– ¡Tess, qué vergüenza! Kenny Kronek es un chico agradable.
– ¡Ay, mamá! Eso dices siempre porque es el hijo de Lucille, y ella era tu mejor amiga pero sabes tan bien como yo que era un diota de primera. ¡Vaya! Ni siquiera podía caminar sobre una línea recta sin tropezarse. ¡Y todos esos barros! Todavía puedo oler el medicamento que usaba para el acné.
– Kenny se encargó de su madre hasta el día en que murió, y no toda la gente agradable del mundo tiene buena coordinación, Tess. Además es un excelente padre y cuida muy bien la casa desde que Lucille murió.

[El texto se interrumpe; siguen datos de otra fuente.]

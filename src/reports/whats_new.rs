// src/reports/whats_new.rs
//
// "What's New" index → one row per article: link, title, editors.

use scraper::Html;
use url::Url;

use crate::config::{join_url, Config};
use crate::core::sanitize::normalize_ws;
use crate::core::{attr, fetch, locate, locate_all, text, Fetch, TagQuery};
use crate::error::Result;
use crate::progress::Progress;
use crate::table::ReportTable;

pub const HEADER: [&str; 3] = ["Ссылка на статью", "Заголовок", "Редактор, автор"];

/// Absolute links of every top-level toctree entry on the index page.
pub fn article_links(doc: &Html, index_url: &Url) -> Result<Vec<Url>> {
    locate_all(doc, TagQuery::new("li").attr("class", "toctree-l1"))
        .into_iter()
        .map(|li| -> Result<Url> {
            let a = locate(li, "a")?;
            join_url(index_url, attr(&a, "href")?)
        })
        .collect()
}

/// (link, title, editors) for one article page.
pub fn article_row(page: &Html, link: &Url) -> Result<Vec<String>> {
    let title = normalize_ws(&text(&locate(page, "h1")?));
    let editors = normalize_ws(&text(&locate(page, "dl")?).replace('\n', " "));
    Ok(row![link.as_str(), title, editors])
}

pub fn build(session: &dyn Fetch, config: &Config, progress: &mut dyn Progress) -> Result<ReportTable> {
    let index_url = config.whats_new_url()?;
    let index = fetch(session, &index_url, config.encoding)?;
    let links = article_links(&index, &index_url)?;

    let mut table = ReportTable::new(HEADER.map(String::from).to_vec());
    let mut connection_errors = Vec::new();

    progress.begin(links.len());
    for link in links {
        match fetch(session, &link, config.encoding) {
            Err(e) => connection_errors.push(e),
            Ok(page) => table.push_row(article_row(&page, &link)?)?,
        }
        progress.item_done(link.as_str());
    }
    progress.finish();

    super::log_connection_errors(&connection_errors);
    Ok(table)
}
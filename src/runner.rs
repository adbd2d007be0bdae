// src/runner.rs
use std::fmt;

use crate::{
    config::Config,
    core::Fetch,
    error::Result,
    progress::Progress,
    reports,
    table::ReportTable,
};

/// Which report to build.
#[derive(Clone, Copy, Debug, PartialEq, Eq)]
#[cfg_attr(feature = "cli", derive(clap::ValueEnum))]
pub enum Mode {
    WhatsNew,
    LatestVersions,
    Download,
    Pep,
}

impl Mode {
    /// Name used on the command line and in result file names.
    pub fn name(self) -> &'static str {
        match self {
            Mode::WhatsNew => "whats-new",
            Mode::LatestVersions => "latest-versions",
            Mode::Download => "download",
            Mode::Pep => "pep",
        }
    }
}

impl fmt::Display for Mode {
    fn fmt(&self, f: &mut fmt::Formatter<'_>) -> fmt::Result {
        f.write_str(self.name())
    }
}

/// Top-level dispatch: build the report for `mode` with one shared session.
/// `Download` writes a file and yields no table.
pub fn run(
    mode: Mode,
    session: &dyn Fetch,
    config: &Config,
    progress: &mut dyn Progress,
) -> Result<Option<ReportTable>> {
    match mode {
        Mode::WhatsNew => reports::whats_new::build(session, config, progress).map(Some),
        Mode::LatestVersions => reports::latest_versions::build(session, config).map(Some),
        Mode::Download => reports::download::run(session, config).map(|_| None),
        Mode::Pep => reports::pep::build(session, config, progress).map(Some),
    }
}

#[cfg(all(test, feature = "cli"))]
mod tests {
    use super::*;
    use clap::ValueEnum;

    #[test]
    fn names_match_command_line_values() {
        for m in Mode::value_variants() {
            let value = m.to_possible_value().unwrap();
            assert_eq!(value.get_name(), m.name());
            assert_eq!(m.to_string(), m.name());
        }
    }
}
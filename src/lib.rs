// src/lib.rs

#[macro_use]
pub mod macros;

#[cfg(feature = "cli")]
pub mod cli;
pub mod config;
pub mod core;
pub mod error;
pub mod reports;

pub mod csv;
pub mod file;
pub mod log;
pub mod progress;
pub mod render;
pub mod runner;
pub mod store;
pub mod table;
pub mod tally;

pub use error::{NotFound, ScrapeError, TagNotFound};
pub use table::ReportTable;
// src/tally.rs
use std::collections::HashMap;

use crate::table::ReportTable;

pub const STATUS_HEADER: (&str, &str) = ("Статус", "Количество");
pub const TOTAL_LABEL: &str = "Всего";

/// Per-status counter that remembers first-seen order.
/// Missing keys start at zero on first increment.
#[derive(Clone, Debug, Default, PartialEq, Eq)]
pub struct StatusTally {
    entries: Vec<(String, usize)>,
    index: HashMap<String, usize>,
}

impl StatusTally {
    pub fn new() -> Self { Self::default() }

    /// Bump `status` by one and return the new count.
    pub fn increment(&mut self, status: &str) -> usize {
        let slot = match self.index.get(status) {
            Some(&i) => i,
            None => {
                self.entries.push((s!(status), 0));
                self.index.insert(s!(status), self.entries.len() - 1);
                self.entries.len() - 1
            }
        };
        let count = &mut self.entries[slot].1;
        *count += 1;
        *count
    }

    pub fn get(&self, status: &str) -> usize {
        self.index.get(status).map_or(0, |&i| self.entries[i].1)
    }

    pub fn len(&self) -> usize { self.entries.len() }
    pub fn is_empty(&self) -> bool { self.entries.is_empty() }

    pub fn total(&self) -> usize {
        self.entries.iter().map(|(_, n)| n).sum()
    }

    /// (status, count) in first-seen order.
    pub fn iter(&self) -> impl Iterator<Item = (&str, usize)> {
        self.entries.iter().map(|(s, n)| (s.as_str(), *n))
    }

    /// Header, one row per status, then the total row.
    pub fn to_table(&self) -> ReportTable {
        let rows = self
            .iter()
            .map(|(status, n)| [s!(status), n.to_string()])
            .chain(std::iter::once([s!(TOTAL_LABEL), self.total().to_string()]));
        ReportTable::from_fixed([s!(STATUS_HEADER.0), s!(STATUS_HEADER.1)], rows)
    }
}

#[cfg(test)]
mod tests {
    use super::*;

    #[test]
    fn keeps_first_seen_order() {
        let mut t = StatusTally::new();
        for s in ["Final", "Active", "Final", "Draft", "Active", "Final"] {
            t.increment(s);
        }
        let got: Vec<(&str, usize)> = t.iter().collect();
        assert_eq!(got, vec![("Final", 3), ("Active", 2), ("Draft", 1)]);
        assert_eq!(t.get("Rejected"), 0);
        assert_eq!(t.total(), 6);
    }

    #[test]
    fn table_has_header_rows_and_total() {
        let mut t = StatusTally::new();
        t.increment("Active");
        t.increment("Active");
        t.increment("Withdrawn");

        let table = t.to_table();
        assert_eq!(table.record_count(), t.len() + 2);
        assert_eq!(table.header(), &row!["Статус", "Количество"][..]);
        assert_eq!(table.rows()[0], row!["Active", "2"]);
        assert_eq!(table.rows()[1], row!["Withdrawn", "1"]);
        assert_eq!(table.rows()[2], row!["Всего", "3"]);
    }

    #[test]
    fn empty_tally_still_has_total() {
        let table = StatusTally::new().to_table();
        assert_eq!(table.record_count(), 2);
        assert_eq!(table.rows()[0], row!["Всего", "0"]);
    }

    #[test]
    fn total_row_sums_body_for_arbitrary_input() {
        let mut t = StatusTally::new();
        for i in 0..97u32 {
            t.increment(["A", "B", "C", "D", "E"][(i * 7 % 5) as usize]);
        }
        let table = t.to_table();
        let (total, body) = table.rows().split_last().unwrap();
        let sum: usize = body.iter().map(|r| r[1].parse::<usize>().unwrap()).sum();
        assert_eq!(total[1].parse::<usize>().unwrap(), sum);
        assert_eq!(sum, 97);
    }
}
// src/progress.rs
use std::io::{self, Write};

/// Lightweight progress reporting for the per-item loops (changelog entries, PEP rows).
/// Observability only: nothing downstream depends on it.
pub trait Progress {
    /// Called at the start with the total number of items.
    fn begin(&mut self, _total: usize) {}

    /// Called when one item is done, successfully or not.
    fn item_done(&mut self, _label: &str) {}

    /// Called at the end of the loop.
    fn finish(&mut self) {}
}

/// A no-op progress sink.
pub struct NullProgress;
impl Progress for NullProgress {}

/// One-line `[done/total]` counter on stderr.
#[derive(Default)]
pub struct TermProgress {
    total: usize,
    done: usize,
}

impl TermProgress {
    pub fn new() -> Self { Self::default() }

    fn draw(&self) {
        let pct = if self.total == 0 { 100 } else { self.done * 100 / self.total };
        let mut err = io::stderr().lock();
        let _ = write!(err, "\r{pct:>3}% [{}/{}]", self.done, self.total);
        let _ = err.flush();
    }
}

impl Progress for TermProgress {
    fn begin(&mut self, total: usize) {
        self.total = total;
        self.done = 0;
        self.draw();
    }

    fn item_done(&mut self, _label: &str) {
        self.done += 1;
        self.draw();
    }

    fn finish(&mut self) {
        let _ = writeln!(io::stderr());
    }
}
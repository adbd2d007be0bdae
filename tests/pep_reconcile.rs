// tests/pep_reconcile.rs
//
// Status reconciliation against an in-memory PEP site.
mod common;

use common::{pep_index, pep_page, FakeSite, RecordingProgress, PEP_INDEX};
use docs_scrape::config::Config;
use docs_scrape::progress::NullProgress;
use docs_scrape::reports::pep::{self, reconcile};
use docs_scrape::ScrapeError;
use url::Url;

fn index_url() -> Url {
    Url::parse(PEP_INDEX).unwrap()
}

#[test]
fn consistent_rows_give_no_mismatches() {
    let site = FakeSite::new()
        .page(PEP_INDEX, pep_index(&[("Active", "pep-0001/"), ("Final", "pep-0008/"), ("Active", "pep-0020/")]))
        .page("https://peps.python.org/pep-0001/", pep_page("Active"))
        .page("https://peps.python.org/pep-0008/", pep_page("Final"))
        .page("https://peps.python.org/pep-0020/", pep_page("Active"));

    let r = reconcile(&site, &index_url(), encoding_rs::UTF_8, &mut NullProgress).unwrap();

    assert!(r.mismatches.is_empty());
    assert!(r.connection_errors.is_empty());
    let tally: Vec<(&str, usize)> = r.tally.iter().collect();
    assert_eq!(tally, vec![("Active", 2), ("Final", 1)]);
    assert_eq!(r.tally.total(), 3);

    let table = r.into_table();
    assert_eq!(table.rows().last().map(|row| row[1].as_str()), Some("3"));
}

#[test]
fn declared_draft_actual_active_is_one_mismatch() {
    let site = FakeSite::new()
        .page(PEP_INDEX, pep_index(&[("Active", "pep-0001/"), ("Draft", "pep-0002/")]))
        .page("https://peps.python.org/pep-0001/", pep_page("Active"))
        .page("https://peps.python.org/pep-0002/", pep_page("Active"));

    let r = reconcile(&site, &index_url(), encoding_rs::UTF_8, &mut NullProgress).unwrap();

    assert_eq!(r.tally.iter().collect::<Vec<_>>(), vec![("Active", 2)]);
    assert_eq!(r.mismatches.len(), 1);
    let m = &r.mismatches[0];
    assert_eq!(m.url.as_str(), "https://peps.python.org/pep-0002/");
    assert_eq!(m.declared, "Draft");
    assert_eq!(m.actual, "Active");
}

#[test]
fn unreachable_detail_page_is_skipped_not_fatal() {
    // pep-0003 has no page: the fake answers like a refused connection.
    let site = FakeSite::new()
        .page(PEP_INDEX, pep_index(&[("Final", "pep-0001/"), ("Final", "pep-0003/"), ("Withdrawn", "pep-0004/")]))
        .page("https://peps.python.org/pep-0001/", pep_page("Final"))
        .page("https://peps.python.org/pep-0004/", pep_page("Withdrawn"));

    let mut progress = RecordingProgress::default();
    let r = reconcile(&site, &index_url(), encoding_rs::UTF_8, &mut progress).unwrap();

    assert_eq!(r.connection_errors.len(), 1);
    assert_eq!(r.connection_errors[0].url, "https://peps.python.org/pep-0003/");
    assert_eq!(r.tally.iter().collect::<Vec<_>>(), vec![("Final", 1), ("Withdrawn", 1)]);
    assert!(r.mismatches.is_empty());

    // Rows after the failure were still visited, in order.
    assert_eq!(progress.total, Some(3));
    assert_eq!(progress.done.len(), 3);
    assert!(progress.finished);
    assert_eq!(
        site.requested(),
        vec![
            "https://peps.python.org/",
            "https://peps.python.org/pep-0001/",
            "https://peps.python.org/pep-0003/",
            "https://peps.python.org/pep-0004/",
        ]
    );
}

#[test]
fn unreachable_index_aborts_whole_report() {
    let site = FakeSite::new();
    let err = reconcile(&site, &index_url(), encoding_rs::UTF_8, &mut NullProgress).unwrap_err();
    assert!(matches!(err, ScrapeError::PageUnavailable(_)));
    assert_eq!(site.requested().len(), 1);
}

#[test]
fn detail_page_without_status_is_fatal() {
    let site = FakeSite::new()
        .page(PEP_INDEX, pep_index(&[("Active", "pep-0001/")]))
        .page("https://peps.python.org/pep-0001/", "<html><body><h1>no status</h1></body></html>");

    let err = reconcile(&site, &index_url(), encoding_rs::UTF_8, &mut NullProgress).unwrap_err();
    match err {
        ScrapeError::TagNotFound(t) => assert_eq!(t.tag, "abbr"),
        other => panic!("unexpected error: {other}"),
    }
}

#[test]
fn build_produces_status_table_with_total() {
    let site = FakeSite::new()
        .page(PEP_INDEX, pep_index(&[("Final", "pep-0001/"), ("Active", "pep-0002/"), ("Final", "pep-0003/")]))
        .page("https://peps.python.org/pep-0001/", pep_page("Final"))
        .page("https://peps.python.org/pep-0002/", pep_page("Active"))
        .page("https://peps.python.org/pep-0003/", pep_page("Final"));
    let config = Config::new().unwrap();

    let table = pep::build(&site, &config, &mut NullProgress).unwrap();

    assert_eq!(table.header(), &["Статус".to_string(), "Количество".to_string()][..]);
    let body: Vec<Vec<String>> = table.rows().to_vec();
    assert_eq!(
        body,
        vec![
            vec!["Final".to_string(), "2".to_string()],
            vec!["Active".to_string(), "1".to_string()],
            vec!["Всего".to_string(), "3".to_string()],
        ]
    );
}
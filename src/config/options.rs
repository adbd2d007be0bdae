// src/config/options.rs
use std::path::PathBuf;
use std::time::Duration;

use encoding_rs::Encoding;
use url::Url;

use super::consts::*;
use crate::error::{Result, ScrapeError};

/// Everything a run needs to know about where to fetch from and where to write.
/// Built once at startup and handed down by reference.
#[derive(Clone, Debug)]
pub struct Config {
    pub main_doc_url: Url,
    pub pep_doc_url: Url,
    pub encoding: &'static Encoding,
    pub base_dir: PathBuf,
    pub user_agent: String,
    pub timeout: Duration,
    /// `None` keeps cached responses forever.
    pub cache_ttl: Option<Duration>,
    pub datetime_format: String,
}

impl Config {
    /// Defaults from `consts`, rooted at the current directory.
    pub fn new() -> Result<Self> {
        Ok(Self {
            main_doc_url: parse_url(MAIN_DOC_URL)?,
            pep_doc_url: parse_url(PEP_DOC_URL)?,
            encoding: resolve_encoding(DEFAULT_ENCODING)?,
            base_dir: PathBuf::from("."),
            user_agent: s!(USER_AGENT),
            timeout: Duration::from_secs(REQUEST_TIMEOUT_SECS),
            cache_ttl: None,
            datetime_format: s!(DATETIME_FORMAT),
        })
    }

    /// Re-root every derived directory (logs, results, downloads, cache).
    pub fn with_base_dir(mut self, dir: impl Into<PathBuf>) -> Self {
        self.base_dir = dir.into();
        self
    }

    pub fn with_main_doc_url(mut self, url: &str) -> Result<Self> {
        self.main_doc_url = parse_url(url)?;
        Ok(self)
    }

    pub fn with_pep_doc_url(mut self, url: &str) -> Result<Self> {
        self.pep_doc_url = parse_url(url)?;
        Ok(self)
    }

    pub fn with_encoding(mut self, label: &str) -> Result<Self> {
        self.encoding = resolve_encoding(label)?;
        Ok(self)
    }

    pub fn whats_new_url(&self) -> Result<Url> {
        join_url(&self.main_doc_url, WHATS_NEW_PATH)
    }

    pub fn download_page_url(&self) -> Result<Url> {
        join_url(&self.main_doc_url, DOWNLOAD_PATH)
    }

    pub fn log_dir(&self) -> PathBuf { self.base_dir.join(LOG_DIR) }
    pub fn results_dir(&self) -> PathBuf { self.base_dir.join(RESULTS_DIR) }
    pub fn downloads_dir(&self) -> PathBuf { self.base_dir.join(DOWNLOADS_DIR) }
    pub fn cache_dir(&self) -> PathBuf { self.base_dir.join(STORE_DIR).join(HTTP_CACHE_SUBDIR) }
}

pub fn resolve_encoding(label: &str) -> Result<&'static Encoding> {
    Encoding::for_label(label.trim().as_bytes())
        .ok_or_else(|| ScrapeError::UnknownEncoding(s!(label)))
}

pub fn parse_url(raw: &str) -> Result<Url> {
    Url::parse(raw).map_err(|source| ScrapeError::InvalidUrl { url: s!(raw), source })
}

/// Resolve `href` against `base` the way a browser would.
pub fn join_url(base: &Url, href: &str) -> Result<Url> {
    base.join(href).map_err(|source| ScrapeError::InvalidUrl { url: s!(href), source })
}
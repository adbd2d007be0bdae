// src/core/html.rs
//
// Tag locator over a parsed `scraper::Html` tree.
// A `TagQuery` is a tag name plus attribute filters; `locate` returns the
// first descendant (document order) that matches, or fails with `TagNotFound`.

use scraper::{ElementRef, Html};

use crate::error::{Result, ScrapeError, TagNotFound};

#[derive(Clone, Debug, PartialEq, Eq)]
pub struct TagQuery {
    pub tag: String,
    pub attributes: Vec<(String, String)>,
}

impl TagQuery {
    pub fn new(tag: &str) -> Self {
        Self { tag: tag.to_ascii_lowercase(), attributes: Vec::new() }
    }

    pub fn attr(mut self, name: &str, value: &str) -> Self {
        self.attributes.push((name.to_ascii_lowercase(), s!(value)));
        self
    }

    /// Tag name must match; every filter attribute must match.
    /// `class` compares whitespace tokens: the filter's tokens must appear
    /// as a contiguous run in the element's class list.
    pub fn matches(&self, el: &ElementRef<'_>) -> bool {
        let v = el.value();
        if !v.name().eq_ignore_ascii_case(&self.tag) {
            return false;
        }
        self.attributes.iter().all(|(name, want)| match v.attr(name) {
            None => false,
            Some(have) if name == "class" => class_tokens_match(have, want),
            Some(have) => have == want,
        })
    }

    fn not_found(&self) -> TagNotFound {
        TagNotFound { tag: self.tag.clone(), attributes: self.attributes.clone() }
    }
}

impl From<&str> for TagQuery {
    fn from(tag: &str) -> Self { TagQuery::new(tag) }
}

fn class_tokens_match(have: &str, want: &str) -> bool {
    let want: Vec<&str> = want.split_whitespace().collect();
    if want.is_empty() {
        return have.split_whitespace().next().is_none();
    }
    let have: Vec<&str> = have.split_whitespace().collect();
    have.windows(want.len()).any(|w| w == want.as_slice())
}

/// Something a query can be run against: a whole document or one element.
pub trait Scope<'a> {
    fn scope_root(self) -> ElementRef<'a>;
}

impl<'a> Scope<'a> for &'a Html {
    fn scope_root(self) -> ElementRef<'a> { self.root_element() }
}

impl<'a> Scope<'a> for ElementRef<'a> {
    fn scope_root(self) -> ElementRef<'a> { self }
}

/// Descendants of `root`, excluding `root` itself, in document order.
fn descendants<'a>(root: ElementRef<'a>) -> impl Iterator<Item = ElementRef<'a>> {
    root.descendants().skip(1).filter_map(ElementRef::wrap)
}

/// First matching descendant, or a structural fault.
pub fn locate<'a>(scope: impl Scope<'a>, query: impl Into<TagQuery>) -> Result<ElementRef<'a>, TagNotFound> {
    let query = query.into();
    descendants(scope.scope_root())
        .find(|el| query.matches(el))
        .ok_or_else(|| query.not_found())
}

/// Every matching descendant in document order. Empty is a valid answer.
pub fn locate_all<'a>(scope: impl Scope<'a>, query: impl Into<TagQuery>) -> Vec<ElementRef<'a>> {
    let query = query.into();
    descendants(scope.scope_root())
        .filter(|el| query.matches(el))
        .collect()
}

/// Attribute value, or `MissingAttribute`.
pub fn attr<'a>(el: &ElementRef<'a>, name: &str) -> Result<&'a str> {
    el.value().attr(name).ok_or_else(|| ScrapeError::MissingAttribute {
        tag: s!(el.value().name()),
        attribute: s!(name),
    })
}

/// Concatenated text of every descendant text node, untouched.
pub fn text(el: &ElementRef<'_>) -> String {
    el.text().collect()
}
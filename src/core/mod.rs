// src/core/mod.rs

pub mod html;
pub mod net;
pub mod sanitize;

pub use html::{attr, locate, locate_all, text, TagQuery};
pub use net::{fetch, Fetch, Session};
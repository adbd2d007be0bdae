// src/macros.rs
#[macro_export]
macro_rules! s {
    // String shorthand!

    // Zero-arg → String::new()
    () => {
        ::std::string::String::new()
    };
    // Any single expression: literal, const or var
    ($expr:expr) => {
        ::std::string::String::from($expr)
    };
}

#[macro_export]
macro_rules! row {
    // Table row shorthand: row!["a", b, c.to_string()] → Vec<String>
    ($($cell:expr),* $(,)?) => {
        ::std::vec![$(::std::string::String::from($cell)),*]
    };
}
// src/reports/download.rs
//
// Save the first archive linked from the documentation download table.

use std::path::PathBuf;

use scraper::Html;
use tracing::info;
use url::Url;

use crate::config::{join_url, Config};
use crate::core::sanitize::file_name_from_url;
use crate::core::{attr, fetch, locate, Fetch, TagQuery};
use crate::error::{Result, ScrapeError};
use crate::file::write_bytes;

/// First link inside `table.docutils`, resolved against the page.
pub fn archive_url(doc: &Html, page_url: &Url) -> Result<Url> {
    let table = locate(doc, TagQuery::new("table").attr("class", "docutils"))?;
    let link = locate(table, "a")?;
    join_url(page_url, attr(&link, "href")?)
}

/// Fetch the archive and write it under `downloads/`. Returns the saved path.
pub fn run(session: &dyn Fetch, config: &Config) -> Result<PathBuf> {
    let page_url = config.download_page_url()?;
    let doc = fetch(session, &page_url, config.encoding)?;
    let url = archive_url(&doc, &page_url)?;
    let name = file_name_from_url(&url).ok_or_else(|| ScrapeError::NoFileName { url: s!(url.as_str()) })?;

    let body = session.get_bytes(&url)?;
    let path = write_bytes(&config.downloads_dir(), &name, &body)?;
    info!("Архив был загружен и сохранён: {}", path.display());
    Ok(path)
}
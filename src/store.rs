// src/store.rs
//
// On-disk response cache. One file per URL under `.store/http_cache/`,
// named by the SHA-256 of the URL. Only successful bodies are stored.

use std::{
    fs, io,
    path::{Path, PathBuf},
    time::{Duration, SystemTime},
};

use sha2::{Digest, Sha256};
use url::Url;

#[derive(Clone, Debug)]
pub struct ResponseCache {
    dir: PathBuf,
    ttl: Option<Duration>,
}

impl ResponseCache {
    pub fn new(dir: impl Into<PathBuf>, ttl: Option<Duration>) -> Self {
        Self { dir: dir.into(), ttl }
    }

    pub fn dir(&self) -> &Path { &self.dir }

    fn entry_path(&self, url: &Url) -> PathBuf {
        let digest = Sha256::digest(url.as_str().as_bytes());
        self.dir.join(format!("{digest:x}"))
    }

    /// Cached body for `url`, if present and not older than the TTL.
    pub fn load(&self, url: &Url) -> Option<Vec<u8>> {
        let path = self.entry_path(url);
        if let Some(ttl) = self.ttl {
            let modified = fs::metadata(&path).and_then(|m| m.modified()).ok()?;
            let age = SystemTime::now().duration_since(modified).unwrap_or_default();
            if age > ttl {
                return None;
            }
        }
        fs::read(path).ok()
    }

    pub fn save(&self, url: &Url, body: &[u8]) -> io::Result<()> {
        fs::create_dir_all(&self.dir)?;
        fs::write(self.entry_path(url), body)
    }

    /// Drop every cached response. Missing cache dir is not an error.
    pub fn clear(&self) -> io::Result<()> {
        match fs::remove_dir_all(&self.dir) {
            Err(e) if e.kind() != io::ErrorKind::NotFound => Err(e),
            _ => Ok(()),
        }
    }
}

– ¿Te refieres a que alguien se casó con él?
– Claro que se casó. Fue con una chica que conoció en la universidad… Stephanie. Sólo que ahora está divorciado.
– No me sorprende -murmuró Tess al alejarse de la ventana.
– Tess, por favor… -su madre la reprendió con el entrecejo ligeramente fruncido.
– Bueno, es que siempre… me estaba mirando. ¿Sabes a lo que me refiero? -fingió un escalofrío-. Era tan detestable.
– ¡Vamos, Tess, exageras!
– Pues es cierto. La única clase que tomábamos juntos era coro, y cuando fuimos al festival de coros en Saint Louis, se sentó conmigo en el autobús y no pude quitármelo de encima. Ahí estaba, sentado, tan sonrojado que pensé que la nariz le sangraría ahí mismo. ¡Y luego trató de tomarme de la mano! Te juro que todos los compañeros se burlaron tanto que pensé que moriría.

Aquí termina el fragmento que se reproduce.